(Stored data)

====

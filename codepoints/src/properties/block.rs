use core::ops::RangeInclusive;

use super::Plane;

/// блок Unicode - именованный непрерывный диапазон кодпоинтов в пределах одной плоскости
/// источник - UCD, Blocks.txt
#[derive(Debug, Clone, PartialEq, Eq, Hash)]
pub struct Block
{
    /// первый кодпоинт блока
    from_codepoint: u32,
    /// последний кодпоинт блока (включительно)
    to_codepoint: u32,
    /// название
    name: String,
    /// плоскость
    plane: Plane,
    /// кодовое имя, получаемое из названия
    codename: String,
}

impl Block
{
    pub fn new(from_codepoint: u32, to_codepoint: u32, name: impl Into<String>, plane: Plane) -> Self
    {
        let name = name.into();
        let codename = codename(&name);

        Self {
            from_codepoint,
            to_codepoint,
            name,
            plane,
            codename,
        }
    }

    #[inline]
    pub fn from_codepoint(&self) -> u32
    {
        self.from_codepoint
    }

    #[inline]
    pub fn to_codepoint(&self) -> u32
    {
        self.to_codepoint
    }

    pub fn name(&self) -> &str
    {
        &self.name
    }

    #[inline]
    pub fn plane(&self) -> Plane
    {
        self.plane
    }

    pub fn codename(&self) -> &str
    {
        &self.codename
    }

    #[inline]
    pub fn range(&self) -> RangeInclusive<u32>
    {
        self.from_codepoint ..= self.to_codepoint
    }

    #[inline]
    pub fn contains(&self, code: u32) -> bool
    {
        self.from_codepoint <= code && code <= self.to_codepoint
    }
}

impl core::fmt::Display for Block
{
    fn fmt(&self, f: &mut core::fmt::Formatter<'_>) -> core::fmt::Result
    {
        write!(
            f,
            "{} (U+{:04X} ..= U+{:04X})",
            self.name, self.from_codepoint, self.to_codepoint
        )
    }
}

/// кодовое имя блока: пробелы заменяются на подчеркивания, дефисы удаляются
pub fn codename(name: &str) -> String
{
    name.chars()
        .filter(|&c| c != '-')
        .map(|c| match c {
            ' ' => '_',
            c => c,
        })
        .collect()
}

====

- Exercise aim:
Repeat the records above with every character intact.

- Response to this task:
filename codepoints/src/properties/block.rs
use core::ops::RangeInclusive;

use super::Plane;

/// блок Unicode - именованный непрерывный диапазон кодпоинтов в пределах одной плоскости
/// источник - UCD, Blocks.txt
#[derive(Debug, Clone, PartialEq, Eq, Hash)]
pub struct Block
{
    /// первый кодпоинт блока
    from_codepoint: u32,
    /// последний кодпоинт блока (включительно)
    to_codepoint: u32,
    /// название
    name: String,
    /// плоскость
    plane: Plane,
    /// кодовое имя, получаемое из названия
    codename: String,
}

impl Block
{
    pub fn new(from_codepoint: u32, to_codepoint: u32, name: impl Into<String>, plane: Plane) -> Self
    {
        let name = name.into();
        let codename = codename(&name);

        Self {
            from_codepoint,
            to_codepoint,
            name,
            plane,
            codename,
        }
    }

    #[inline]
    pub fn from_codepoint(&self) -> u32
    {
        self.from_codepoint
    }

    #[inline]
    pub fn to_codepoint(&self) -> u32
    {
        self.to_codepoint
    }

    pub fn name(&self) -> &str
    {
        &self.name
    }

    #[inline]
    pub fn plane(&self) -> Plane
    {
        self.plane
    }

    pub fn codename(&self) -> &str
    {
        &self.codename
    }

    #[inline]
    pub fn range(&self) -> RangeInclusive<u32>
    {
        self.from_codepoint ..= self.to_codepoint
    }

    #[inline]
    pub fn contains(&self, code: u32) -> bool
    {
        self.from_codepoint <= code && code <= self.to_codepoint
    }
}

impl core::fmt::Display for Block
{
    fn fmt(&self, f: &mut core::fmt::Formatter<'_>) -> core::fmt::Result
    {
        write!(
            f,
            "{} (U+{:04X} ..= U+{:04X})",
            self.name, self.from_codepoint, self.to_codepoint
        )
    }
}

/// кодовое имя блока: пробелы заменяются на подчеркивания, дефисы удаляются
pub fn codename(name: &str) -> String
{
    name.chars()
        .filter(|&c| c != '-')
        .map(|c| match c {
            ' ' => '_',
            c => c,
        })
        .collect()
}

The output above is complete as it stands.